= Brief =
Below are some records; state how many of their lines contain the word "must", and add nothing.

= Records for the exercise =
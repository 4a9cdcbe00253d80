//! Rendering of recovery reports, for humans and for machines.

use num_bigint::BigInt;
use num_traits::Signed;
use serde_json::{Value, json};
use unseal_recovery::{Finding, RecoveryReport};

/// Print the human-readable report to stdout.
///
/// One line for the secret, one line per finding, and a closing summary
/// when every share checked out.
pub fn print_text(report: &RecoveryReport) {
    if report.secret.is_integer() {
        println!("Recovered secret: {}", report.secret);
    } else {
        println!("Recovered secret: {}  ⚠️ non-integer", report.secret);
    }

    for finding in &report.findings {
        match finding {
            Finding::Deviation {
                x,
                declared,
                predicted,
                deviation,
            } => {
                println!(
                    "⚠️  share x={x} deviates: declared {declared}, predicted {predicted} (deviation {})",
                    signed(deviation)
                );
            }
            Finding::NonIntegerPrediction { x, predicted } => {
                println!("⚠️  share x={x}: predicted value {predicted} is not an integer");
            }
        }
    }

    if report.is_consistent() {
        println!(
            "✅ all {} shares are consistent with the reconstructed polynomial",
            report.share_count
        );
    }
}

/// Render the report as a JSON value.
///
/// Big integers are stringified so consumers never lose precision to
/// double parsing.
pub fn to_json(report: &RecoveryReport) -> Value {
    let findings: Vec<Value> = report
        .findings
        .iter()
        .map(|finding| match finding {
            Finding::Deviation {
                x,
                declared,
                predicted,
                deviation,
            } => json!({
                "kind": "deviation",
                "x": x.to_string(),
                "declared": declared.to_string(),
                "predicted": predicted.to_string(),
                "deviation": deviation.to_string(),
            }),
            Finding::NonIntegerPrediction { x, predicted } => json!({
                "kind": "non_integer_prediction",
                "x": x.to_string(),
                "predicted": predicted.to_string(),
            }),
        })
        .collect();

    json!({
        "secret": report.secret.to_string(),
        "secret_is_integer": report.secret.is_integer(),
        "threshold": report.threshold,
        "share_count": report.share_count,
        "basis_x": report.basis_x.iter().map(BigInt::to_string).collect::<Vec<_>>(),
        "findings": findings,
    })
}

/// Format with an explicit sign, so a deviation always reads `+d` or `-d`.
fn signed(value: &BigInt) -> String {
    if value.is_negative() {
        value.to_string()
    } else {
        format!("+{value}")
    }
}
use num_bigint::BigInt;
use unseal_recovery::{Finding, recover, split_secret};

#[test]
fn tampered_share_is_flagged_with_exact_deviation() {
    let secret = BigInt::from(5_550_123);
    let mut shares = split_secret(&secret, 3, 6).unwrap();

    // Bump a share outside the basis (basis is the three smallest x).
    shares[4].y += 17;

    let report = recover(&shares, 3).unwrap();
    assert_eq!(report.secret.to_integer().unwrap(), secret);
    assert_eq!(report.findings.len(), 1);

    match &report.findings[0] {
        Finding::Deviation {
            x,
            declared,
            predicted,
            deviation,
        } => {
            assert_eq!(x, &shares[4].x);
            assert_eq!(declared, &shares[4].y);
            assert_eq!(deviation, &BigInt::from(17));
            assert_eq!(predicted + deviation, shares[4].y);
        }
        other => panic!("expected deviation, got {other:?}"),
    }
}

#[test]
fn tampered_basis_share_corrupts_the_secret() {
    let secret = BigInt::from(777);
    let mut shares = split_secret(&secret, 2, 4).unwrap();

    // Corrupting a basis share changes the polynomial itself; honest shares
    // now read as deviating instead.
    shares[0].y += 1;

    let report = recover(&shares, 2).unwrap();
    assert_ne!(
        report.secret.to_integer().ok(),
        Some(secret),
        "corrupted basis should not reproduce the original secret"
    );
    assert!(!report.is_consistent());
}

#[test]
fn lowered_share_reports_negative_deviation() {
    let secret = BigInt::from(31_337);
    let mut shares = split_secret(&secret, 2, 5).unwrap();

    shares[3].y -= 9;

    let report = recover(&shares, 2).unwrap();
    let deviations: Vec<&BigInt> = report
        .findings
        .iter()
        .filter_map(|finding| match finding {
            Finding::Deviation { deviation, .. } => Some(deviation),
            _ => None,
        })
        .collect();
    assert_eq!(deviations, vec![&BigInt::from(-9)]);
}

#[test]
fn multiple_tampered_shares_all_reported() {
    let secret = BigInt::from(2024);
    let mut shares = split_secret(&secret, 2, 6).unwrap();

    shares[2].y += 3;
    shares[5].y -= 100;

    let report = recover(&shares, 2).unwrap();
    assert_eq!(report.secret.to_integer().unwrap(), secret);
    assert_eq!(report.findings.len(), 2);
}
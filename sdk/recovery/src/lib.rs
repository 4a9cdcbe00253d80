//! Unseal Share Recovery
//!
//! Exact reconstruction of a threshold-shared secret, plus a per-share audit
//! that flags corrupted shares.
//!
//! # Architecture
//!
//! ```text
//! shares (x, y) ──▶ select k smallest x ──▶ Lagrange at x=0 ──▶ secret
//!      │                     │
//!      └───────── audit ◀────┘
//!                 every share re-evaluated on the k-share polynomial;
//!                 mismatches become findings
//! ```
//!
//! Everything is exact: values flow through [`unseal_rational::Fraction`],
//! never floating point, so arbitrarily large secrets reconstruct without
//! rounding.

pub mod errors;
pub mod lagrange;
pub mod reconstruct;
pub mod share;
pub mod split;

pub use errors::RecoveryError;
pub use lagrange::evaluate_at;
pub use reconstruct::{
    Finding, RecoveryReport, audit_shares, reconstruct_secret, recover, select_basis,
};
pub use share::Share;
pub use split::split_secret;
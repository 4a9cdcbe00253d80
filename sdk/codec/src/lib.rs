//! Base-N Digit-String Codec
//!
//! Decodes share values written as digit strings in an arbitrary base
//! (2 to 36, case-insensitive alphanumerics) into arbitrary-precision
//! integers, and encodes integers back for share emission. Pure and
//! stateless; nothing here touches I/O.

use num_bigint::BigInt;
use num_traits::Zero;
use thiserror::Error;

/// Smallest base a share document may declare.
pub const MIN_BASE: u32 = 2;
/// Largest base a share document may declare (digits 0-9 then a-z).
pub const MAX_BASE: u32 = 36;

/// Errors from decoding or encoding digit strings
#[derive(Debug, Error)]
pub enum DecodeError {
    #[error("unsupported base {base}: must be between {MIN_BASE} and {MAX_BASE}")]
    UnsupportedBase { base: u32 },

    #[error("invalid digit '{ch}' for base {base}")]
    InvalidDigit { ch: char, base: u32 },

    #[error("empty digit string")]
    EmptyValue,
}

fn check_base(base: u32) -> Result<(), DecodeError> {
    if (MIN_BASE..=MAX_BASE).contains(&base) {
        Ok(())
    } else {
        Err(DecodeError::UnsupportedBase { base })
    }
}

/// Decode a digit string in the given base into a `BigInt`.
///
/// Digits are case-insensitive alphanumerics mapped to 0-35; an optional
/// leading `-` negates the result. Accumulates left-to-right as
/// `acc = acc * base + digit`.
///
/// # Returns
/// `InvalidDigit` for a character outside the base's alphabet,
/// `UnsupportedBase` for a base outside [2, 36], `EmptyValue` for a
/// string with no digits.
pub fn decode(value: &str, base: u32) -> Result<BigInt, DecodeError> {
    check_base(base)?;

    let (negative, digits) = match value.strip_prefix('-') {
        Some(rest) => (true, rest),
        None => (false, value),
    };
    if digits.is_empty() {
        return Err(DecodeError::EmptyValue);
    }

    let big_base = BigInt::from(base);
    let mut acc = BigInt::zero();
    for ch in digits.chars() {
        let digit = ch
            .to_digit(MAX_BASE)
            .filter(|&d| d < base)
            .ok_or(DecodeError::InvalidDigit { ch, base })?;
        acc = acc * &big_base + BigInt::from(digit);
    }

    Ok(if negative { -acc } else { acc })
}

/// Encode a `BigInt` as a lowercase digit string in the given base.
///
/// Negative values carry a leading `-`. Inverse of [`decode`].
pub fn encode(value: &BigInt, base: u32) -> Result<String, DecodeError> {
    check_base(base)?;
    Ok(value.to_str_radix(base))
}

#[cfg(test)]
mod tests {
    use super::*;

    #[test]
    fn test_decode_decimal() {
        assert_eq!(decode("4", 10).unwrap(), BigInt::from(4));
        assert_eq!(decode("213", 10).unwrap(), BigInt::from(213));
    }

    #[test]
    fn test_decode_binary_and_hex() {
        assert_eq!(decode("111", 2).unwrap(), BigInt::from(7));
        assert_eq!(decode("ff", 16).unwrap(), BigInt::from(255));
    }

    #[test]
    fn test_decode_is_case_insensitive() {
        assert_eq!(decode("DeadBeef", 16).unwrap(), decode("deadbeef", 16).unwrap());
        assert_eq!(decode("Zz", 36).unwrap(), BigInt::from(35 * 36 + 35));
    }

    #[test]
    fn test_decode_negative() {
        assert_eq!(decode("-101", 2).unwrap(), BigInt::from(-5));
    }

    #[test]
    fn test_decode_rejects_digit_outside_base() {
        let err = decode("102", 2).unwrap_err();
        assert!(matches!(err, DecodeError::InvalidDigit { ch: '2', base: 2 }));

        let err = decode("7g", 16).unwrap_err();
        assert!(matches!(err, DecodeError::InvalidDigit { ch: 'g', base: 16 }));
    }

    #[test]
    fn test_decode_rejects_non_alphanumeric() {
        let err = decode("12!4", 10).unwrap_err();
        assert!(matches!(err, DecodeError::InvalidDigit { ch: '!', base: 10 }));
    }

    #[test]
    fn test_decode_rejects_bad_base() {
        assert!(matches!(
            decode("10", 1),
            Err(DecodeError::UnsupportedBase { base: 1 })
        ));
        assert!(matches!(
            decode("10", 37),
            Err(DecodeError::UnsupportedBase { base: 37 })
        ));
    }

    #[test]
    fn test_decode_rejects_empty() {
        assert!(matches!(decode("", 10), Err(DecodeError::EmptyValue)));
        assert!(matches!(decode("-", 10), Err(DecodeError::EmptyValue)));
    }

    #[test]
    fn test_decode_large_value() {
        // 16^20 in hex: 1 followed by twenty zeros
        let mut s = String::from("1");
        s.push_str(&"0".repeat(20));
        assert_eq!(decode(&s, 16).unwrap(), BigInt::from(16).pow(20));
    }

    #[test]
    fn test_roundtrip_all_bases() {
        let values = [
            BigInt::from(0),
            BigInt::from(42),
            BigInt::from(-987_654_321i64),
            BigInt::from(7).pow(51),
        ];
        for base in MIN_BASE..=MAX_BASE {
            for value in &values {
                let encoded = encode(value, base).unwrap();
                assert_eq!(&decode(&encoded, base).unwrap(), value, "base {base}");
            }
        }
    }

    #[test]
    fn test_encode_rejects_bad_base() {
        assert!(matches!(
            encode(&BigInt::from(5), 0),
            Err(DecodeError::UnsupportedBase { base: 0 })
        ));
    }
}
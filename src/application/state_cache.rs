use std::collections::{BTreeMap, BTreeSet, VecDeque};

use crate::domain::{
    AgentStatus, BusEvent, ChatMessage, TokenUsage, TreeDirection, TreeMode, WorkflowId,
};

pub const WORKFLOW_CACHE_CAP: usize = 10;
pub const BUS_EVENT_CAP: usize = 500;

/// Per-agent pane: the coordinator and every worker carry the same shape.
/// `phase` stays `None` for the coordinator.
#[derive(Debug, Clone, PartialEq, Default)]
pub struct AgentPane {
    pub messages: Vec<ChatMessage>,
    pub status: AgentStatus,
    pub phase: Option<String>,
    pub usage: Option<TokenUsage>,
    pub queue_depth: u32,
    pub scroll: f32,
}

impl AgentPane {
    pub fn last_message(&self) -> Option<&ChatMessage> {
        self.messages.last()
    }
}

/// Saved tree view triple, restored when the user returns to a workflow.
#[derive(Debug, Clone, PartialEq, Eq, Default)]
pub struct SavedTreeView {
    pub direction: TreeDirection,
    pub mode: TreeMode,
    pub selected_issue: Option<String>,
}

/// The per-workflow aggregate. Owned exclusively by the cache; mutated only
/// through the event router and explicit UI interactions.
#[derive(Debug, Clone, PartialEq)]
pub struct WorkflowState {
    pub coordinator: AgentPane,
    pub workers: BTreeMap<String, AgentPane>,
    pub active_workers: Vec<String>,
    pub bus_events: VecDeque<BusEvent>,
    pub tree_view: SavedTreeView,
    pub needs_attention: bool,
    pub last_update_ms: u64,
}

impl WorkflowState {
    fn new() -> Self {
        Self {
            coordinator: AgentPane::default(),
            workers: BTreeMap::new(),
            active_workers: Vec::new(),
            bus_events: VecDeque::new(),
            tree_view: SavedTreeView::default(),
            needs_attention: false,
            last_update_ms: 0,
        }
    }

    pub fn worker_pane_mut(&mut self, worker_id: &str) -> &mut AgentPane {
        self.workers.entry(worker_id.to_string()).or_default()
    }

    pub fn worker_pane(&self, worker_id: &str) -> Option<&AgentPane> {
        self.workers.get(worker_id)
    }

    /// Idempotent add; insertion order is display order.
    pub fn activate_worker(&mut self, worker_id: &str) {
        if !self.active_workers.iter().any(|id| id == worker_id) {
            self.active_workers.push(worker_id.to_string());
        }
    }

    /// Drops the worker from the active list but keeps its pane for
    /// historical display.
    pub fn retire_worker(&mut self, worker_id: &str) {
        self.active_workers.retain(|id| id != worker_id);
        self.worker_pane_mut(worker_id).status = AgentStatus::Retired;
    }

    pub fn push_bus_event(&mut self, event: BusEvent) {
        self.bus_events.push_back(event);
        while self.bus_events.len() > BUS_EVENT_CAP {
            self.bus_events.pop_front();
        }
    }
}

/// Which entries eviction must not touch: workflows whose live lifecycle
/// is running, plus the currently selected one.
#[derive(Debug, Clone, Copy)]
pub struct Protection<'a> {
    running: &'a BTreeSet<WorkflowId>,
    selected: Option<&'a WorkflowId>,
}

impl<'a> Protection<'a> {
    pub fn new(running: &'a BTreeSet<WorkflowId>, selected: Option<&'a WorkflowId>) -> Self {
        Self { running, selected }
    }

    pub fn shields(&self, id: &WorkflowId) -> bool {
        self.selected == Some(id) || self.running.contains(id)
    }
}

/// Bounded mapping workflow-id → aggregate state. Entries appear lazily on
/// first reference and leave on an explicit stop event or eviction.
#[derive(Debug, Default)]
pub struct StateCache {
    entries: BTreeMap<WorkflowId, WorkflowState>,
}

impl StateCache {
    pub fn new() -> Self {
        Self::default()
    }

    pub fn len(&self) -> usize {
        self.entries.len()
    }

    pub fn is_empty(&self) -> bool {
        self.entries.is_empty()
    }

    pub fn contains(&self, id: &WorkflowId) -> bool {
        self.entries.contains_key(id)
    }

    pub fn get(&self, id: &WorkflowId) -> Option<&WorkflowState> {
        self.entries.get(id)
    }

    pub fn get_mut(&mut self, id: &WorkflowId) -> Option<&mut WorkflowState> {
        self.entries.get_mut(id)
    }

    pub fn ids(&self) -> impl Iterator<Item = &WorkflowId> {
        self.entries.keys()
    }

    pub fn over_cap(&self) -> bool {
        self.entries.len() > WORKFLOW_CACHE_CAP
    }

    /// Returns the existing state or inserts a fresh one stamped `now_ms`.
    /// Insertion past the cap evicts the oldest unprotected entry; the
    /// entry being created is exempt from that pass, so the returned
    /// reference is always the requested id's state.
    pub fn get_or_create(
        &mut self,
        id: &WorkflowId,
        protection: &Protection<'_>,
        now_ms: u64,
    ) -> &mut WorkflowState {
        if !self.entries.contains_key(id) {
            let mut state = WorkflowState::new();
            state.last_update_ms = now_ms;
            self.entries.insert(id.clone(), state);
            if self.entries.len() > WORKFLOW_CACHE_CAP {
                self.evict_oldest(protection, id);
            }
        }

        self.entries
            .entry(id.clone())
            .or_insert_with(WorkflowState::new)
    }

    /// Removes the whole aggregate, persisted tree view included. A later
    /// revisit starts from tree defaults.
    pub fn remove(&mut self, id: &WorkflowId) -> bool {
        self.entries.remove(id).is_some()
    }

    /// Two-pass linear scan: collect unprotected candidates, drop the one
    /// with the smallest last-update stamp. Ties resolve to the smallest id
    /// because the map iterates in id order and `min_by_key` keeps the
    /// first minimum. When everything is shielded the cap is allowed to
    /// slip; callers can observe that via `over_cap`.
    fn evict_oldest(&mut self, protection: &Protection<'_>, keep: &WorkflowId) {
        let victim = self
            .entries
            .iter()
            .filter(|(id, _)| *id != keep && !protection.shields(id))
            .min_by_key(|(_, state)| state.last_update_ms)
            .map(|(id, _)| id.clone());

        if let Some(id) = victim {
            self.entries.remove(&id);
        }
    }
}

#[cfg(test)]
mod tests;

= Answer below =
2